== THE PROBLEM ==
Would you please copy each line below that includes the string "ToSql"?

== SUPPLIED RECORDS ==

+ + +

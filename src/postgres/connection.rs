use std::fmt;

use ::postgres::types::ToSql;
use ::postgres::{Client, NoTls};

use crate::driver::{Connection, Statement};
use crate::error::SqlOneLineError;
use crate::translation::{
    PlaceholderStyle, contains_keyword, translate_placeholders, trim_statement_end,
};
use crate::types::{KeyRetrieval, SqlParam};

use super::query::PostgresCursor;

/// A `PostgreSQL` connection the one-line operations can run against.
///
/// `?` placeholders are rewritten to `$N` before preparing unless translation
/// is turned off.
pub struct PostgresConnection {
    client: Client,
    translate_placeholders: bool,
}

impl PostgresConnection {
    #[must_use]
    pub fn new(client: Client) -> Self {
        Self {
            client,
            translate_placeholders: true,
        }
    }

    /// Connect with a libpq-style string or `postgres://` URL, without TLS.
    ///
    /// # Errors
    ///
    /// Returns `SqlOneLineError::PostgresError` if the connection fails.
    pub fn connect(params: &str) -> Result<Self, SqlOneLineError> {
        Ok(Self::new(Client::connect(params, NoTls)?))
    }

    #[must_use]
    pub fn with_translation(mut self, translate_placeholders: bool) -> Self {
        self.translate_placeholders = translate_placeholders;
        self
    }

    /// Run a multi-statement script without parameters.
    ///
    /// # Errors
    ///
    /// Returns `SqlOneLineError::PostgresError` if any statement fails.
    pub fn execute_batch(&mut self, sql: &str) -> Result<(), SqlOneLineError> {
        self.client
            .batch_execute(sql)
            .map_err(SqlOneLineError::PostgresError)
    }

    #[must_use]
    pub fn raw(&mut self) -> &mut Client {
        &mut self.client
    }

    #[must_use]
    pub fn into_inner(self) -> Client {
        self.client
    }
}

impl fmt::Debug for PostgresConnection {
    fn fmt(&self, f: &mut fmt::Formatter<'_>) -> fmt::Result {
        f.debug_struct("PostgresConnection")
            .field("closed", &self.client.is_closed())
            .field("translate_placeholders", &self.translate_placeholders)
            .finish_non_exhaustive()
    }
}

/// Statement text that returns the inserted rows: `sql` as is when it already
/// has a `RETURNING` clause, otherwise with ` RETURNING *` after its last token.
fn with_returning(sql: &str) -> String {
    if contains_keyword(sql, "returning") {
        sql.to_string()
    } else {
        format!("{} RETURNING *", trim_statement_end(sql))
    }
}

impl Connection for PostgresConnection {
    type Statement<'c> = PostgresStatement<'c>;

    fn prepare(
        &mut self,
        sql: &str,
        keys: KeyRetrieval,
    ) -> Result<PostgresStatement<'_>, SqlOneLineError> {
        let translated =
            translate_placeholders(sql, PlaceholderStyle::Postgres, self.translate_placeholders);
        let text = if keys == KeyRetrieval::Generated {
            with_returning(&translated)
        } else {
            translated.into_owned()
        };
        tracing::trace!(sql = %text, ?keys, "preparing postgres statement");
        let stmt = self.client.prepare(&text)?;
        let bindings = vec![None; stmt.params().len()];
        Ok(PostgresStatement {
            client: &mut self.client,
            stmt,
            bindings,
            keys,
            returned: None,
        })
    }
}

/// A prepared `PostgreSQL` statement. Bindings are collected and sent with the
/// execute message.
pub struct PostgresStatement<'c> {
    client: &'c mut Client,
    stmt: ::postgres::Statement,
    bindings: Vec<Option<SqlParam>>,
    keys: KeyRetrieval,
    returned: Option<Vec<::postgres::Row>>,
}

fn bound(bindings: &[Option<SqlParam>]) -> Result<Vec<&(dyn ToSql + Sync)>, SqlOneLineError> {
    bindings
        .iter()
        .enumerate()
        .map(|(i, slot)| {
            slot.as_ref()
                .map(|p| p as &(dyn ToSql + Sync))
                .ok_or_else(|| {
                    SqlOneLineError::ParameterError(format!("parameter ${} was not bound", i + 1))
                })
        })
        .collect()
}

impl Statement for PostgresStatement<'_> {
    type Cursor<'s>
        = PostgresCursor
    where
        Self: 's;

    fn placeholder_count(&self) -> Option<usize> {
        Some(self.bindings.len())
    }

    fn bind(&mut self, index: usize, value: &SqlParam) -> Result<(), SqlOneLineError> {
        let count = self.bindings.len();
        let slot = index
            .checked_sub(1)
            .and_then(|i| self.bindings.get_mut(i))
            .ok_or_else(|| {
                SqlOneLineError::ParameterError(format!(
                    "parameter index {index} out of range (statement takes {count})"
                ))
            })?;
        *slot = Some(value.clone());
        Ok(())
    }

    fn query(&mut self) -> Result<PostgresCursor, SqlOneLineError> {
        let params = bound(&self.bindings)?;
        let rows = self.client.query(&self.stmt, &params)?;
        Ok(PostgresCursor::new(rows))
    }

    fn execute_update(&mut self) -> Result<u64, SqlOneLineError> {
        let params = bound(&self.bindings)?;
        if self.keys == KeyRetrieval::Generated {
            let rows = self.client.query(&self.stmt, &params)?;
            let affected = rows.len() as u64;
            self.returned = Some(rows);
            Ok(affected)
        } else {
            Ok(self.client.execute(&self.stmt, &params)?)
        }
    }

    fn generated_keys(&mut self) -> Result<PostgresCursor, SqlOneLineError> {
        if self.keys != KeyRetrieval::Generated {
            return Err(SqlOneLineError::ExecutionError(
                "statement was not prepared for generated keys".to_string(),
            ));
        }
        self.returned.take().map(PostgresCursor::new).ok_or_else(|| {
            SqlOneLineError::ExecutionError(
                "generated keys requested before the statement ran".to_string(),
            )
        })
    }

    fn close(self) -> Result<(), SqlOneLineError> {
        // the client sends Close for the statement when the last handle drops
        drop(self.stmt);
        Ok(())
    }
}

#[cfg(test)]
mod tests {
    use super::*;

    #[test]
    fn existing_returning_clause_is_kept() {
        let sql = "INSERT INTO t(a) VALUES ($1) RETURNING id";
        assert_eq!(with_returning(sql), sql);
        let sql = "insert into t(a) values ($1)\nreturning\tid";
        assert_eq!(with_returning(sql), sql);
    }

    #[test]
    fn returning_inside_literals_or_names_does_not_count() {
        assert_eq!(
            with_returning("INSERT INTO t(note) VALUES ('no returning here')"),
            "INSERT INTO t(note) VALUES ('no returning here') RETURNING *"
        );
        assert_eq!(
            with_returning("INSERT INTO returning_log(a) VALUES ($1)"),
            "INSERT INTO returning_log(a) VALUES ($1) RETURNING *"
        );
    }

    #[test]
    fn clause_lands_before_trailing_comment_and_semicolon() {
        assert_eq!(
            with_returning("INSERT INTO t(a) VALUES ($1) -- returning"),
            "INSERT INTO t(a) VALUES ($1) RETURNING *"
        );
        assert_eq!(
            with_returning("INSERT INTO t(a) VALUES ($1);\n"),
            "INSERT INTO t(a) VALUES ($1) RETURNING *"
        );
    }
}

+ + +

== RESULT FOR THIS EXERCISE ==
use ::postgres::types::ToSql;
fn bound(bindings: &[Option<SqlParam>]) -> Result<Vec<&(dyn ToSql + Sync)>, SqlOneLineError> {
                .map(|p| p as &(dyn ToSql + Sync))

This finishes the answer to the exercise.